Charlie’s Quest began his “career” at Gulfstream Park Racing & Casino, Florida on January 12, 2012. Over the next four years, he ran at tracks including Belmont Park, Aqueduct Racetrack, and Saratoga Racetrack in New York; Churchill Downs in Kentucky; Mountaineer Casino Racetrack & Resort in West Virginia; Lone Star Park in Texas; Indiana Grand Racing & Casino; and Parx Casino & Racing and Presque Isle Downs in Pennsylvania.
A descendant of Secretariat, Man O’War, and other famous names, Charlie’s Quest placed first in several early races, earning a total of $207,000. But soon he began to drop in ranking. After New York trainer Steve Asmussen’s stable marked Charlie’s Quest a “rat” (racing parlance for a slow horse), he passed through multiple owners who continued to race him — even as his hocks became progressively more swollen. Fortunately, after a July 10, 2016 Presque Isle Downs race where Charlie finished last for the third straight time, PETA observed that he was at imminent risk of a track breakdown, and stepped in to rescue him.
When an equine veterinary specialist examined Charlie in August 2016, she found him to suffer from quadrilateral lameness, and observed: “It seems unreasonable that a horse unfit for even moderate riding sport was recently subjected to high speed racing competition. Even with a pampered life as a pasture companion, he will continue to have degenerative changes that worsen over time.”
To date, Charlie has done well in his pampered life on my farm, spending his days grazing with Henry and Caroline, and running and playing when he chooses to do so.
But Charlie is among the very few Thoroughbred racehorses who make it this far.
Every year in the United States, even according to The Jockey Club’s conservative statistics based on voluntary track reporting, some 500 horses die while running a race. Many more racehorses die in training. Still more racehorses die off the track in their first few years of life, of ostensibly natural causes that are almost certainly traceable to the stress of racing and drugging. (See for example Horseracing Wrongs, March 29, 2016 piece “The Jockey Club’s Death Database is a Joke.”)
And it often gets even worse for those horses who survive a few years on the track.
As Kathleen Parker wrote in her May 8, 2018 Washington Post piece The grim future facing most of America’s racehorses: “In 2017, almost 79,000 horses, some of them thoroughbreds, were transported to Mexico or Canada under abhorrent circumstances — crammed into trucks or trailers for more than 24 hours without food or water — to be slaughtered under often brutal conditions.
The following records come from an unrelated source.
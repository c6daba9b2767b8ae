//! Envelope asserter implementation.
//!
//! Checks captured responses against the success and error envelope shapes.

use envelope_domain::envelope::{DATA_KEY, STATUS_KEY};
use envelope_domain::json::{self, MISSING, preview};
use envelope_domain::{
    AsserterConfig, AssertionFailure, AssertionResult, CapturedResponse, CheckOutcome,
    CheckReport, Envelope, EnvelopeCheck, ErrorEnvelope, ExpectedData, StatusCode,
    SuccessEnvelope,
};
use serde_json::Value;
use tracing::{debug, warn};

use crate::matcher::match_data;

/// Asserter that validates response envelopes.
///
/// Holds only configuration; every check is a single stateless evaluation.
#[derive(Debug, Clone, Default)]
pub struct EnvelopeAsserter {
    config: AsserterConfig,
}

impl EnvelopeAsserter {
    /// Create an asserter with the default configuration.
    #[must_use]
    pub const fn new() -> Self {
        Self {
            config: AsserterConfig::new(),
        }
    }

    /// Create an asserter with the given configuration.
    #[must_use]
    pub const fn with_config(config: AsserterConfig) -> Self {
        Self { config }
    }

    /// Returns the configuration.
    #[must_use]
    pub const fn config(&self) -> &AsserterConfig {
        &self.config
    }

    /// Checks a success envelope and, if given, a subset of its `data`.
    ///
    /// `expected_status` defaults to the configured success status.
    ///
    /// # Errors
    ///
    /// Returns the first [`AssertionFailure`] found: status code, envelope
    /// shape, then data fields.
    pub fn check_success(
        &self,
        response: &CapturedResponse,
        expected_data: Option<&ExpectedData>,
        expected_status: Option<u16>,
    ) -> AssertionResult<()> {
        let result = self
            .success_envelope(response, expected_status)
            .and_then(|envelope| match expected_data {
                Some(expected) => match_data(expected, &envelope.data, self.config.max_preview_len),
                None => Ok(()),
            });
        Self::report("success", response, result)
    }

    /// Checks a success envelope whose whole body equals `expected_body`.
    ///
    /// # Errors
    ///
    /// Returns status and shape failures as [`check_success`](Self::check_success)
    /// does, then [`AssertionFailure::BodyMismatch`] listing every difference.
    pub fn check_success_equals(
        &self,
        response: &CapturedResponse,
        expected_body: &Value,
        expected_status: Option<u16>,
    ) -> AssertionResult<()> {
        let result = self
            .success_envelope(response, expected_status)
            .and_then(|_| {
                let differences = json::diff(expected_body, response.body());
                if differences.is_empty() {
                    Ok(())
                } else {
                    Err(AssertionFailure::BodyMismatch { differences })
                }
            });
        Self::report("success_equals", response, result)
    }

    /// Checks the status code and the success envelope keys only.
    ///
    /// # Errors
    ///
    /// Returns [`AssertionFailure::StatusMismatch`] or
    /// [`AssertionFailure::EnvelopeShapeMismatch`].
    pub fn check_success_structure(
        &self,
        response: &CapturedResponse,
        expected_status: Option<u16>,
    ) -> AssertionResult<()> {
        let result = self.success_envelope(response, expected_status).map(|_| ());
        Self::report("success_structure", response, result)
    }

    /// Checks a subset of `data` without the other envelope checks.
    ///
    /// # Errors
    ///
    /// Returns [`AssertionFailure::EnvelopeShapeMismatch`] if there is no
    /// `data`, or [`AssertionFailure::DataMismatch`] on the first divergence.
    pub fn check_success_data(
        &self,
        response: &CapturedResponse,
        expected: &ExpectedData,
    ) -> AssertionResult<()> {
        let result = Self::success_data(response)
            .and_then(|data| match_data(expected, data, self.config.max_preview_len));
        Self::report("success_data", response, result)
    }

    /// Returns the `data` member of the body.
    ///
    /// # Errors
    ///
    /// Returns [`AssertionFailure::EnvelopeShapeMismatch`] if it is absent.
    pub fn success_data(response: &CapturedResponse) -> AssertionResult<&Value> {
        response
            .decoded_data()
            .ok_or_else(|| AssertionFailure::shape(DATA_KEY, "present", MISSING))
    }

    /// Checks an error envelope carrying `expected_code`.
    ///
    /// The status is only checked when `expected_status` is given, unless the
    /// configuration requires a null `status` in that case. Body keys other
    /// than `success`, `status` and `error.code` are ignored.
    ///
    /// # Errors
    ///
    /// Returns the first [`AssertionFailure`] found: status code, envelope
    /// shape, then error code.
    pub fn check_error(
        &self,
        response: &CapturedResponse,
        expected_code: &str,
        expected_status: Option<u16>,
    ) -> AssertionResult<()> {
        debug!(
            http_status = response.status(),
            error_code = expected_code,
            ?expected_status,
            "checking error envelope"
        );
        let result = self
            .error_envelope(response, expected_status)
            .and_then(|envelope| self.match_error_code(&envelope, expected_code));
        Self::report("error", response, result)
    }

    /// Run a declarative check against a response.
    ///
    /// # Errors
    ///
    /// Returns the failure of the underlying check.
    pub fn run(&self, check: &EnvelopeCheck, response: &CapturedResponse) -> AssertionResult<()> {
        match check {
            EnvelopeCheck::Success { status, data } => {
                self.check_success(response, data.as_ref(), *status)
            }
            EnvelopeCheck::SuccessEquals { status, body } => {
                self.check_success_equals(response, body, *status)
            }
            EnvelopeCheck::SuccessStructure { status } => {
                self.check_success_structure(response, *status)
            }
            EnvelopeCheck::SuccessData { data } => self.check_success_data(response, data),
            EnvelopeCheck::Error { code, status } => self.check_error(response, code, *status),
        }
    }

    /// Run every check against a response and collect the outcomes.
    #[must_use]
    pub fn run_all(&self, checks: &[EnvelopeCheck], response: &CapturedResponse) -> CheckReport {
        let outcomes = checks
            .iter()
            .map(|check| match self.run(check, response) {
                Ok(()) => CheckOutcome::pass(check.clone()),
                Err(failure) => CheckOutcome::fail(check.clone(), failure),
            })
            .collect();
        CheckReport::new(outcomes)
    }

    fn resolve_status(expected_status: u16) -> AssertionResult<StatusCode> {
        let status = StatusCode::new(expected_status);
        if status.is_valid() {
            Ok(status)
        } else {
            Err(AssertionFailure::InvalidExpectedStatus(expected_status))
        }
    }

    fn check_status_code(response: &CapturedResponse, expected: StatusCode) -> AssertionResult<()> {
        let actual = response.status_code();
        if actual == expected {
            Ok(())
        } else {
            Err(AssertionFailure::StatusMismatch { expected, actual })
        }
    }

    fn success_envelope(
        &self,
        response: &CapturedResponse,
        expected_status: Option<u16>,
    ) -> AssertionResult<SuccessEnvelope> {
        let expected =
            Self::resolve_status(expected_status.unwrap_or(self.config.default_success_status))?;
        debug!(
            http_status = response.status(),
            expected_status = expected.as_u16(),
            "checking success envelope"
        );
        Self::check_status_code(response, expected)?;

        let envelope = Envelope::expect_success(response.body())?;
        if envelope.status != i64::from(expected.as_u16()) {
            return Err(AssertionFailure::shape(
                STATUS_KEY,
                expected.as_u16().to_string(),
                envelope.status.to_string(),
            ));
        }
        Ok(envelope)
    }

    fn error_envelope(
        &self,
        response: &CapturedResponse,
        expected_status: Option<u16>,
    ) -> AssertionResult<ErrorEnvelope> {
        let expected = expected_status.map(Self::resolve_status).transpose()?;
        if let Some(expected) = expected {
            Self::check_status_code(response, expected)?;
        }

        let envelope = Envelope::expect_error(response.body())?;

        let wanted = match expected {
            Some(expected) => Some(i64::from(expected.as_u16())),
            None if self.config.require_error_status => None,
            None => return Ok(envelope),
        };
        let actual = envelope.status()?;
        if actual != wanted {
            return Err(AssertionFailure::shape(
                STATUS_KEY,
                render_status(wanted),
                render_status(actual),
            ));
        }
        Ok(envelope)
    }

    fn match_error_code(
        &self,
        envelope: &ErrorEnvelope,
        expected_code: &str,
    ) -> AssertionResult<()> {
        match envelope.code_value() {
            Some(Value::String(code)) if code == expected_code => Ok(()),
            Some(Value::String(code)) => Err(AssertionFailure::ErrorCodeMismatch {
                expected: expected_code.to_string(),
                actual: Some(code.clone()),
            }),
            other => Err(AssertionFailure::ErrorCodeMismatch {
                expected: expected_code.to_string(),
                actual: other.map(|v| preview(v, self.config.max_preview_len)),
            }),
        }
    }

    fn report<T>(
        check: &str,
        response: &CapturedResponse,
        result: AssertionResult<T>,
    ) -> AssertionResult<T> {
        match &result {
            Ok(_) => debug!(check, http_status = response.status(), "envelope check passed"),
            Err(failure) => warn!(
                check,
                http_status = response.status(),
                kind = failure.kind(),
                "envelope check failed: {failure}"
            ),
        }
        result
    }
}

fn render_status(status: Option<i64>) -> String {
    status.map_or_else(|| "null".to_string(), |s| s.to_string())
}
//! Expected payload fields.

use serde::{Deserialize, Serialize};
use serde_json::{Map, Value};

use crate::error::DomainError;
use crate::json::type_name;

/// Fields expected inside the `data` member of a success envelope.
///
/// An object value is itself a nested expectation; any other value must be
/// matched exactly. Fields are checked in insertion order and unlisted fields
/// of the actual payload are ignored.
///
/// # Example
///
/// ```
/// use envelope_domain::ExpectedData;
/// use serde_json::json;
///
/// let expected = ExpectedData::new()
///     .with("id", 42)
///     .with("owner", json!({"name": "Ada"}));
/// assert_eq!(expected.len(), 2);
/// ```
#[derive(Debug, Clone, PartialEq, Eq, Default, Serialize, Deserialize)]
#[serde(transparent)]
pub struct ExpectedData(Map<String, Value>);

impl ExpectedData {
    /// Creates an empty expectation.
    #[must_use]
    pub fn new() -> Self {
        Self(Map::new())
    }

    /// Adds an expected field (builder pattern).
    #[must_use]
    pub fn with(mut self, key: impl Into<String>, value: impl Into<Value>) -> Self {
        self.insert(key, value);
        self
    }

    /// Adds a nested expectation (builder pattern).
    #[must_use]
    pub fn with_nested(mut self, key: impl Into<String>, nested: Self) -> Self {
        self.0.insert(key.into(), Value::Object(nested.0));
        self
    }

    /// Adds an expected field.
    pub fn insert(&mut self, key: impl Into<String>, value: impl Into<Value>) {
        self.0.insert(key.into(), value.into());
    }

    /// Iterates over the expected fields in insertion order.
    pub fn iter(&self) -> impl Iterator<Item = (&String, &Value)> {
        self.0.iter()
    }

    /// Returns the underlying map.
    #[must_use]
    pub const fn as_map(&self) -> &Map<String, Value> {
        &self.0
    }

    /// Returns the number of top-level fields.
    #[must_use]
    pub fn len(&self) -> usize {
        self.0.len()
    }

    /// Returns true if nothing is expected.
    #[must_use]
    pub fn is_empty(&self) -> bool {
        self.0.is_empty()
    }
}

impl From<Map<String, Value>> for ExpectedData {
    fn from(map: Map<String, Value>) -> Self {
        Self(map)
    }
}

impl TryFrom<Value> for ExpectedData {
    type Error = DomainError;

    fn try_from(value: Value) -> Result<Self, Self::Error> {
        match value {
            Value::Object(map) => Ok(Self(map)),
            other => Err(DomainError::InvalidExpectation(format!(
                "expected data must be a JSON object, got {}",
                type_name(&other)
            ))),
        }
    }
}
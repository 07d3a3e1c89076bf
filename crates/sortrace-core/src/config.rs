//! Recording configuration.
//!
//! Reads optional overrides from environment variables:
//! - `SORTRACE_SNAPSHOTS`: `full` (default) or `indices`
//! - `SORTRACE_MAX_COUNTING_RANGE`: largest counting table a run may allocate

use std::str::FromStr;

use serde::{Deserialize, Serialize};

/// Whether frames carry a copy of the sequence.
#[derive(Debug, Clone, Copy, Default, PartialEq, Eq, Serialize, Deserialize)]
#[serde(rename_all = "snake_case")]
pub enum SnapshotMode {
    /// Every frame stores the whole sequence. Memory grows as frames x length.
    #[default]
    Full,
    /// Frames store only phase, highlights and bounds. The caller still gets
    /// the sorted sequence.
    IndicesOnly,
}

impl FromStr for SnapshotMode {
    type Err = String;

    fn from_str(s: &str) -> Result<Self, Self::Err> {
        match s.trim().to_ascii_lowercase().as_str() {
            "full" => Ok(SnapshotMode::Full),
            "indices" | "indices_only" | "indices-only" => Ok(SnapshotMode::IndicesOnly),
            other => Err(format!("unknown snapshot mode '{}'", other)),
        }
    }
}

/// Configuration for a sorting run.
#[derive(Debug, Clone, PartialEq, Eq, Serialize, Deserialize)]
pub struct TraceConfig {
    /// Whether frames carry full snapshots. Default: `Full`.
    pub snapshots: SnapshotMode,
    /// Maximum counting table size (`max + 1`) counting sort may allocate.
    /// Default: 2^20.
    pub max_counting_range: usize,
}

impl Default for TraceConfig {
    fn default() -> Self {
        TraceConfig {
            snapshots: SnapshotMode::Full,
            max_counting_range: 1 << 20,
        }
    }
}

impl TraceConfig {
    pub fn with_snapshots(mut self, snapshots: SnapshotMode) -> Self {
        self.snapshots = snapshots;
        self
    }

    pub fn with_max_counting_range(mut self, limit: usize) -> Self {
        self.max_counting_range = limit;
        self
    }

    /// Builds a config from the defaults plus any environment overrides.
    ///
    /// Unparseable values are ignored with a warning.
    pub fn from_env() -> Self {
        Self::from_lookup(|key| std::env::var(key).ok())
    }

    fn from_lookup(lookup: impl Fn(&str) -> Option<String>) -> Self {
        let mut config = TraceConfig::default();

        if let Some(raw) = lookup("SORTRACE_SNAPSHOTS") {
            match raw.parse() {
                Ok(mode) => config.snapshots = mode,
                Err(e) => tracing::warn!("ignoring SORTRACE_SNAPSHOTS: {}", e),
            }
        }

        if let Some(raw) = lookup("SORTRACE_MAX_COUNTING_RANGE") {
            match raw.trim().parse::<usize>() {
                Ok(limit) => config.max_counting_range = limit,
                Err(e) => tracing::warn!("ignoring SORTRACE_MAX_COUNTING_RANGE={:?}: {}", raw, e),
            }
        }

        config
    }
}
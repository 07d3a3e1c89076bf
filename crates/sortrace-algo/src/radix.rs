//! LSD radix sort on decimal digits.
//!
//! Each digit position (`exp = 1, 10, 100, ...`) runs a full stable counting
//! pass over a ten-entry table until `max / exp` reaches zero. Every pass
//! appends its own count/accumulate/build/copy block to the same trace.

use sortrace_core::{Recorder, Sortable};

use crate::counting::{distribute, slot_of};

const RADIX: usize = 10;

pub(crate) fn sort<T: Sortable>(arr: &mut [T], rec: &mut Recorder<T>) {
    let max = arr.iter().map(|&v| slot_of(v)).max().unwrap_or(0);

    let mut exp: usize = 1;
    while max / exp > 0 {
        tracing::trace!(exp, "radix digit pass");
        distribute(arr, RADIX, |v| (slot_of(v) / exp) % RADIX, rec);
        match exp.checked_mul(RADIX) {
            Some(next) => exp = next,
            None => break,
        }
    }
}

#[cfg(test)]
mod tests {
    use crate::Strategy;
    use sortrace_core::Phase;

    #[test]
    fn one_pass_per_decimal_digit() {
        let input = [170u32, 45, 75, 90, 802, 24, 2, 66];
        let outcome = Strategy::Radix.run(&input).unwrap();
        assert_eq!(outcome.sorted, vec![2, 24, 45, 66, 75, 90, 170, 802]);

        // Three digits: each pass is n counts, 9 accumulates, n builds, n copies.
        assert_eq!(outcome.trace.count(Phase::Count), 24);
        assert_eq!(outcome.trace.count(Phase::Accumulate), 27);
        assert_eq!(outcome.trace.count(Phase::Build), 24);
        assert_eq!(outcome.trace.count(Phase::Copy), 24);
    }

    #[test]
    fn digit_slots_follow_current_pass() {
        let outcome = Strategy::Radix.run(&[21u32, 13]).unwrap();
        let count_slots: Vec<usize> = outcome
            .trace
            .iter()
            .filter(|f| f.phase == Phase::Count)
            .map(|f| f.slot.unwrap())
            .collect();
        // Ones digits (1, 3), then tens digits of the reordered [21, 13].
        assert_eq!(count_slots, vec![1, 3, 2, 1]);
        assert_eq!(outcome.sorted, vec![13, 21]);
    }

    #[test]
    fn all_zeros_need_no_pass() {
        let outcome = Strategy::Radix.run(&[0u32, 0]).unwrap();
        assert!(outcome.trace.is_empty());
        assert_eq!(outcome.sorted, vec![0, 0]);
    }

    #[test]
    fn largest_values_do_not_overflow_exponent() {
        let input = [u64::MAX, 0, u64::MAX - 1, 12];
        let outcome = Strategy::Radix.run(&input).unwrap();
        assert_eq!(outcome.sorted, vec![0, 12, u64::MAX - 1, u64::MAX]);
    }
}
//! Quick sort with Lomuto partitioning around the last element.
//!
//! Ranges are processed from an explicit work stack in the same pre-order the
//! recursive formulation visits them, so an already sorted input (the
//! quadratic worst case) cannot exhaust the call stack.

use sortrace_core::{Bounds, Phase, Recorder, Sortable};

pub(crate) fn sort<T: Sortable>(arr: &mut [T], rec: &mut Recorder<T>) {
    let mut pending = vec![(0, arr.len() - 1)];

    while let Some((low, high)) = pending.pop() {
        if low >= high {
            continue;
        }

        let pivot = partition(arr, low, high, rec);
        rec.emit_with_bounds(
            arr,
            &[low, pivot, high],
            Phase::Partitioned,
            Bounds::new(low, pivot, high),
        );

        // Upper range first so the lower range is popped next.
        pending.push((pivot + 1, high));
        if pivot > low {
            pending.push((low, pivot - 1));
        }
    }
}

/// Partitions `arr[low..=high]` around `arr[high]` and returns the pivot's
/// final index.
fn partition<T: Sortable>(arr: &mut [T], low: usize, high: usize, rec: &mut Recorder<T>) -> usize {
    let pivot = arr[high];
    let mut store = low;

    for j in low..high {
        if arr[j] <= pivot {
            arr.swap(store, j);
            rec.emit(arr, &[store, j], Phase::Swap);
            store += 1;
        }
    }

    arr.swap(store, high);
    rec.emit(arr, &[store, high], Phase::Swap);
    store
}

#[cfg(test)]
mod tests {
    use crate::Strategy;
    use sortrace_core::{Bounds, Phase, SnapshotMode, TraceConfig};

    #[test]
    fn first_partition_is_recorded_with_bounds() {
        let outcome = Strategy::Quick.run(&[3, 6, 1, 5, 4]).unwrap();
        assert_eq!(outcome.sorted, vec![1, 3, 4, 5, 6]);

        // Pivot 4: 3 and 1 are <= 4, so it lands at index 2.
        let first_partition = outcome
            .trace
            .iter()
            .find(|f| f.phase == Phase::Partitioned)
            .unwrap();
        assert_eq!(first_partition.bounds, Some(Bounds::new(0, 2, 4)));
        assert_eq!(first_partition.highlights(), &[0, 2, 4]);
        assert_eq!(first_partition.snapshot(), Some(&[3, 1, 4, 5, 6][..]));
    }

    #[test]
    fn swap_frames_match_lomuto_scan() {
        let outcome = Strategy::Quick.run(&[2, 1]).unwrap();
        let frames = outcome.trace.frames();
        // 2 > 1, so no scan swap; pivot moves from 1 to 0.
        assert_eq!(frames[0].phase, Phase::Swap);
        assert_eq!(frames[0].highlights(), &[0, 1]);
        assert_eq!(frames[0].snapshot(), Some(&[1, 2][..]));
        assert_eq!(frames[1].phase, Phase::Partitioned);
        assert_eq!(frames.len(), 2);
    }

    #[test]
    fn sorted_input_hits_worst_case_without_overflow() {
        let input: Vec<u32> = (0..1_000).collect();
        let config = TraceConfig::default().with_snapshots(SnapshotMode::IndicesOnly);
        let outcome = Strategy::Quick.run_with(&input, &config).unwrap();
        assert_eq!(outcome.sorted, input);
        assert_eq!(outcome.trace.count(Phase::Partitioned), 999);
    }

    #[test]
    fn ranges_visited_in_recursive_preorder() {
        let outcome = Strategy::Quick.run(&[5, 3, 8, 1, 9, 2, 7]).unwrap();
        let lows: Vec<(usize, usize)> = outcome
            .trace
            .iter()
            .filter_map(|f| f.bounds.map(|b| (b.left, b.right)))
            .collect();
        // Pivot 7 lands at 4; left [0,3] is fully handled before right [5,6].
        assert_eq!(lows[0], (0, 6));
        let right_at = lows.iter().position(|&r| r == (5, 6)).unwrap();
        assert!(lows[1..right_at].iter().all(|&(_, high)| high <= 3));
    }
}
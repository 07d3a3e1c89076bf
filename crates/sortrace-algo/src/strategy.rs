//! The [`Strategy`] tagged variant and the run entry point shared by all
//! algorithms.
//!
//! Only the plumbing is shared: validation, the private working copy and the
//! recorder. Each variant dispatches to its own algorithm module.

use std::fmt;
use std::str::FromStr;

use serde::{Deserialize, Serialize};

use sortrace_core::{Recorder, SortError, Sortable, Trace, TraceConfig};

use crate::validate::check_input;
use crate::{bubble, bucket, counting, insertion, merge, quick, radix};

/// A sorting algorithm that records its execution.
#[derive(Debug, Clone, Copy, PartialEq, Eq, Hash, Serialize, Deserialize)]
#[serde(rename_all = "lowercase")]
pub enum Strategy {
    Bubble,
    Insertion,
    Merge,
    Quick,
    Counting,
    Radix,
    Bucket,
}

/// The result of a successful run.
#[derive(Debug, Clone, PartialEq, Serialize, Deserialize)]
pub struct SortOutcome<T> {
    /// The sorted copy of the input.
    pub sorted: Vec<T>,
    /// Every recorded step, in execution order.
    pub trace: Trace<T>,
}

impl<T> SortOutcome<T> {
    pub fn into_parts(self) -> (Vec<T>, Trace<T>) {
        (self.sorted, self.trace)
    }
}

impl Strategy {
    pub const ALL: [Strategy; 7] = [
        Strategy::Bubble,
        Strategy::Insertion,
        Strategy::Merge,
        Strategy::Quick,
        Strategy::Counting,
        Strategy::Radix,
        Strategy::Bucket,
    ];

    pub fn name(self) -> &'static str {
        match self {
            Strategy::Bubble => "bubble",
            Strategy::Insertion => "insertion",
            Strategy::Merge => "merge",
            Strategy::Quick => "quick",
            Strategy::Counting => "counting",
            Strategy::Radix => "radix",
            Strategy::Bucket => "bucket",
        }
    }

    /// Whether equal elements keep their input order. Lomuto partitioning
    /// moves equal keys past each other, so quick sort is the one exception.
    pub fn is_stable(self) -> bool {
        !matches!(self, Strategy::Quick)
    }

    /// Whether the strategy only accepts non-negative integers.
    pub fn requires_countable(self) -> bool {
        matches!(self, Strategy::Counting | Strategy::Radix)
    }

    /// Runs the strategy with the default [`TraceConfig`].
    pub fn run<T: Sortable>(&self, input: &[T]) -> Result<SortOutcome<T>, SortError> {
        self.run_with(input, &TraceConfig::default())
    }

    /// Sorts a copy of `input`, recording frames according to `config`.
    ///
    /// Input is validated before anything is recorded; on error no trace is
    /// produced. Inputs shorter than two elements succeed with an empty trace.
    pub fn run_with<T: Sortable>(
        &self,
        input: &[T],
        config: &TraceConfig,
    ) -> Result<SortOutcome<T>, SortError> {
        let span = tracing::debug_span!("sort_run", strategy = %self, len = input.len());
        let _guard = span.enter();

        if let Err(e) = check_input(*self, input, config) {
            tracing::debug!("rejected input: {}", e);
            return Err(e);
        }

        let mut working = input.to_vec();
        let mut recorder = Recorder::new(working.len(), config.snapshots);

        if working.len() >= 2 {
            match self {
                Strategy::Bubble => bubble::sort(&mut working, &mut recorder),
                Strategy::Insertion => insertion::sort(&mut working, &mut recorder),
                Strategy::Merge => merge::sort(&mut working, &mut recorder),
                Strategy::Quick => quick::sort(&mut working, &mut recorder),
                Strategy::Counting => counting::sort(&mut working, &mut recorder),
                Strategy::Radix => radix::sort(&mut working, &mut recorder),
                Strategy::Bucket => bucket::sort(&mut working, &mut recorder),
            }
        }

        let trace = recorder.finish();
        tracing::debug!(frames = trace.len(), "sort run complete");

        Ok(SortOutcome {
            sorted: working,
            trace,
        })
    }
}

impl fmt::Display for Strategy {
    fn fmt(&self, f: &mut fmt::Formatter<'_>) -> fmt::Result {
        f.write_str(self.name())
    }
}

impl FromStr for Strategy {
    type Err = SortError;

    fn from_str(s: &str) -> Result<Self, Self::Err> {
        let lowered = s.trim().to_ascii_lowercase();
        let wanted = lowered.strip_suffix("_sort").unwrap_or(lowered.as_str());
        Strategy::ALL
            .into_iter()
            .find(|strategy| strategy.name() == wanted)
            .ok_or_else(|| SortError::UnknownStrategy {
                name: s.to_string(),
            })
    }
}
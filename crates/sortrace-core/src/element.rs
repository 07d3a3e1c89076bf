//! The element capability shared by every sorting strategy.
//!
//! Comparison strategies only need `PartialOrd`. Distribution strategies need
//! a numeric view of the element: bucket sort projects values onto a line via
//! [`Sortable::to_f64`], while counting and radix sort index a frequency table
//! with [`Sortable::to_count_index`].

use std::fmt;

/// An element that can be sorted and recorded in a trace.
///
/// `Default` provides the placeholder written into the output buffer of a
/// counting pass before an element is placed there; for the built-in numeric
/// types this is zero.
///
/// Record types can implement this trait by projecting a key, which is how
/// stability is observed: two records with equal keys compare equal but stay
/// distinguishable by their other fields.
pub trait Sortable: Copy + PartialOrd + Default + fmt::Debug {
    /// Numeric projection used by bucket placement.
    fn to_f64(self) -> f64;

    /// Whether the value is a finite number. NaN and infinities are rejected.
    fn is_finite(self) -> bool {
        self.to_f64().is_finite()
    }

    /// The counting-table slot for this value, or `None` when the value is
    /// negative or not integral.
    fn to_count_index(self) -> Option<usize>;
}

macro_rules! impl_sortable_int {
    ($($t:ty),* $(,)?) => {
        $(
            impl Sortable for $t {
                fn to_f64(self) -> f64 {
                    self as f64
                }

                fn is_finite(self) -> bool {
                    true
                }

                fn to_count_index(self) -> Option<usize> {
                    usize::try_from(self).ok()
                }
            }
        )*
    };
}

macro_rules! impl_sortable_float {
    ($($t:ty),* $(,)?) => {
        $(
            impl Sortable for $t {
                fn to_f64(self) -> f64 {
                    self as f64
                }

                fn to_count_index(self) -> Option<usize> {
                    if <$t>::is_finite(self)
                        && self >= 0.0
                        && self.fract() == 0.0
                        && (self as f64) < usize::MAX as f64
                    {
                        Some(self as usize)
                    } else {
                        None
                    }
                }
            }
        )*
    };
}

impl_sortable_int!(i8, i16, i32, i64, isize, u8, u16, u32, u64, usize);
impl_sortable_float!(f32, f64);

#[cfg(test)]
mod tests {
    use super::*;

    #[test]
    fn integers_are_always_finite() {
        assert!(Sortable::is_finite(i64::MIN));
        assert!(Sortable::is_finite(u8::MAX));
    }

    #[test]
    fn negative_integers_have_no_count_index() {
        assert_eq!((-1i32).to_count_index(), None);
        assert_eq!(0i32.to_count_index(), Some(0));
        assert_eq!(42u16.to_count_index(), Some(42));
    }

    #[test]
    fn floats_need_integral_non_negative_values() {
        assert_eq!(7.0f64.to_count_index(), Some(7));
        assert_eq!(7.5f64.to_count_index(), None);
        assert_eq!((-2.0f32).to_count_index(), None);
        assert_eq!(f64::NAN.to_count_index(), None);
        assert_eq!(f64::INFINITY.to_count_index(), None);
    }

    #[test]
    fn floats_beyond_usize_range_are_rejected() {
        // usize::MAX rounds up to 2^N as a float, one past the largest usize.
        assert_eq!((usize::MAX as f64).to_count_index(), None);
        assert_eq!(((usize::MAX / 2 + 1) as f64).to_count_index(), Some(usize::MAX / 2 + 1));
    }

    #[test]
    fn float_finiteness() {
        assert!(Sortable::is_finite(1.5f32));
        assert!(!Sortable::is_finite(f32::NAN));
        assert!(!Sortable::is_finite(f64::NEG_INFINITY));
    }

    #[test]
    fn default_is_zero() {
        assert_eq!(<u32 as Default>::default(), 0);
        assert_eq!(<f64 as Default>::default(), 0.0);
    }
}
The U.S. Agriculture Department calculated that 92.3 percent of the horses sent to slaughter are healthy and could complete a normal lifetime but for a place to call home.”
Additionally, PETA reported on May 2, 2019 that many U.S. racehorses and their offspring are slaughtered in South Korea for meat.
For those of us who care about horses — as opposed to horse racing — Jockey Club statistics on the U.S. Thoroughbred foal “crop” are a positive sign: the number of new foals has dropped from roughly 40,000 in 1990, to just 20,000 in 2019. That means twenty thousand fewer Thoroughbred horses brought into this world with a high likelihood of dying a brutal death.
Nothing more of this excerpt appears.